Content starts

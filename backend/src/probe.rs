//! Connectivity check for channel sources.
//!
//! Runs the prober against a channel's source and reports `OK` or `Error`
//! with a short detail. RTSP sources are tried over TCP, then UDP. Mosaics
//! are checked through their first live member.

use camtuner_types::{Channel, ProbeStatus};
use std::path::PathBuf;
use std::process::Stdio;
use std::time::Duration;
use tokio::process::Command;
use tracing::{debug, info};

use crate::pipeline::resolve_members;
use crate::pipeline::source::{authenticated_url, basic_auth_header};

/// Longest detail kept from prober diagnostics.
pub const MAX_DETAIL_CHARS: usize = 400;

#[derive(Debug, Clone)]
pub struct Prober {
    program: Option<PathBuf>,
    user_agent: String,
    timeout: Duration,
}

impl Prober {
    pub fn new(program: Option<PathBuf>, user_agent: impl Into<String>, timeout: Duration) -> Self {
        Self {
            program,
            user_agent: user_agent.into(),
            timeout,
        }
    }

    /// Probe `channel`, resolving mosaic members against `snapshot`.
    pub async fn probe(&self, channel: &Channel, snapshot: &[Channel]) -> ProbeStatus {
        let Some(program) = &self.program else {
            return ProbeStatus::error("ffprobe not found");
        };

        let target = if channel.mosaic_sources.is_empty() {
            channel
        } else {
            resolve_members(channel, snapshot)
                .into_iter()
                .next()
                .unwrap_or(channel)
        };
        if target.stream_url().is_none() {
            return ProbeStatus::error("no stream source");
        }

        let url = authenticated_url(target);
        let headers = basic_auth_header(target);
        let is_rtsp = url.to_ascii_lowercase().starts_with("rtsp://");
        let mode = if !channel.mosaic_sources.is_empty() {
            "mosaic"
        } else if is_rtsp {
            "rtsp"
        } else {
            "http"
        };
        let transports: &[Option<&str>] = if is_rtsp {
            &[Some("tcp"), Some("udp")]
        } else {
            &[None]
        };

        let mut last_error = String::from("Unknown");
        for transport in transports {
            let args = probe_args(&url, *transport, headers.as_deref(), &self.user_agent);
            let label = transport.unwrap_or("http");
            debug!(channel_id = %channel.id, transport = label, "Probing source");

            let output = Command::new(program)
                .args(&args)
                .stdin(Stdio::null())
                .stdout(Stdio::null())
                .stderr(Stdio::piped())
                .kill_on_drop(true)
                .output();

            match tokio::time::timeout(self.timeout, output).await {
                Ok(Ok(output)) if output.status.success() => {
                    info!(channel_id = %channel.id, mode, "Probe succeeded");
                    return ProbeStatus::ok(format!("probe {} ok", mode));
                }
                Ok(Ok(output)) => {
                    let stderr = String::from_utf8_lossy(&output.stderr).trim().to_string();
                    last_error = if stderr.is_empty() {
                        format!("probe {} failed", label)
                    } else {
                        stderr
                    };
                }
                Ok(Err(e)) => last_error = format!("failed to run prober: {}", e),
                Err(_) => last_error = format!("probe {} timeout", label),
            }
        }

        info!(channel_id = %channel.id, "Probe failed: {}", last_error);
        ProbeStatus::error(truncate_detail(&last_error))
    }
}

/// Prober arguments for one attempt.
pub fn probe_args(
    url: &str,
    transport: Option<&str>,
    headers: Option<&str>,
    user_agent: &str,
) -> Vec<String> {
    let mut args: Vec<String> = vec!["-v".into(), "error".into(), "-user_agent".into(), user_agent.into()];
    if let Some(transport) = transport {
        args.push("-rtsp_transport".into());
        args.push(transport.into());
        if transport == "tcp" {
            args.push("-rtsp_flags".into());
            args.push("prefer_tcp".into());
        }
    }
    if let Some(headers) = headers {
        args.push("-headers".into());
        args.push(headers.into());
    }
    args.extend(
        ["-i", url, "-show_streams", "-select_streams", "v:0"]
            .into_iter()
            .map(String::from),
    );
    args
}

fn truncate_detail(detail: &str) -> String {
    detail.chars().take(MAX_DETAIL_CHARS).collect()
}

Content ends

Line by line, copy the data above.

| EXERCISE ANSWER |
filename backend/src/probe.rs
//! Connectivity check for channel sources.
//!
//! Runs the prober against a channel's source and reports `OK` or `Error`
//! with a short detail. RTSP sources are tried over TCP, then UDP. Mosaics
//! are checked through their first live member.

use camtuner_types::{Channel, ProbeStatus};
use std::path::PathBuf;
use std::process::Stdio;
use std::time::Duration;
use tokio::process::Command;
use tracing::{debug, info};

use crate::pipeline::resolve_members;
use crate::pipeline::source::{authenticated_url, basic_auth_header};

/// Longest detail kept from prober diagnostics.
pub const MAX_DETAIL_CHARS: usize = 400;

#[derive(Debug, Clone)]
pub struct Prober {
    program: Option<PathBuf>,
    user_agent: String,
    timeout: Duration,
}

impl Prober {
    pub fn new(program: Option<PathBuf>, user_agent: impl Into<String>, timeout: Duration) -> Self {
        Self {
            program,
            user_agent: user_agent.into(),
            timeout,
        }
    }

    /// Probe `channel`, resolving mosaic members against `snapshot`.
    pub async fn probe(&self, channel: &Channel, snapshot: &[Channel]) -> ProbeStatus {
        let Some(program) = &self.program else {
            return ProbeStatus::error("ffprobe not found");
        };

        let target = if channel.mosaic_sources.is_empty() {
            channel
        } else {
            resolve_members(channel, snapshot)
                .into_iter()
                .next()
                .unwrap_or(channel)
        };
        if target.stream_url().is_none() {
            return ProbeStatus::error("no stream source");
        }

        let url = authenticated_url(target);
        let headers = basic_auth_header(target);
        let is_rtsp = url.to_ascii_lowercase().starts_with("rtsp://");
        let mode = if !channel.mosaic_sources.is_empty() {
            "mosaic"
        } else if is_rtsp {
            "rtsp"
        } else {
            "http"
        };
        let transports: &[Option<&str>] = if is_rtsp {
            &[Some("tcp"), Some("udp")]
        } else {
            &[None]
        };

        let mut last_error = String::from("Unknown");
        for transport in transports {
            let args = probe_args(&url, *transport, headers.as_deref(), &self.user_agent);
            let label = transport.unwrap_or("http");
            debug!(channel_id = %channel.id, transport = label, "Probing source");

            let output = Command::new(program)
                .args(&args)
                .stdin(Stdio::null())
                .stdout(Stdio::null())
                .stderr(Stdio::piped())
                .kill_on_drop(true)
                .output();

            match tokio::time::timeout(self.timeout, output).await {
                Ok(Ok(output)) if output.status.success() => {
                    info!(channel_id = %channel.id, mode, "Probe succeeded");
                    return ProbeStatus::ok(format!("probe {} ok", mode));
                }
                Ok(Ok(output)) => {
                    let stderr = String::from_utf8_lossy(&output.stderr).trim().to_string();
                    last_error = if stderr.is_empty() {
                        format!("probe {} failed", label)
                    } else {
                        stderr
                    };
                }
                Ok(Err(e)) => last_error = format!("failed to run prober: {}", e),
                Err(_) => last_error = format!("probe {} timeout", label),
            }
        }

        info!(channel_id = %channel.id, "Probe failed: {}", last_error);
        ProbeStatus::error(truncate_detail(&last_error))
    }
}

/// Prober arguments for one attempt.
pub fn probe_args(
    url: &str,
    transport: Option<&str>,
    headers: Option<&str>,
    user_agent: &str,
) -> Vec<String> {
    let mut args: Vec<String> = vec!["-v".into(), "error".into(), "-user_agent".into(), user_agent.into()];
    if let Some(transport) = transport {
        args.push("-rtsp_transport".into());
        args.push(transport.into());
        if transport == "tcp" {
            args.push("-rtsp_flags".into());
            args.push("prefer_tcp".into());
        }
    }
    if let Some(headers) = headers {
        args.push("-headers".into());
        args.push(headers.into());
    }
    args.extend(
        ["-i", url, "-show_streams", "-select_streams", "v:0"]
            .into_iter()
            .map(String::from),
    );
    args
}

fn truncate_detail(detail: &str) -> String {
    detail.chars().take(MAX_DETAIL_CHARS).collect()
}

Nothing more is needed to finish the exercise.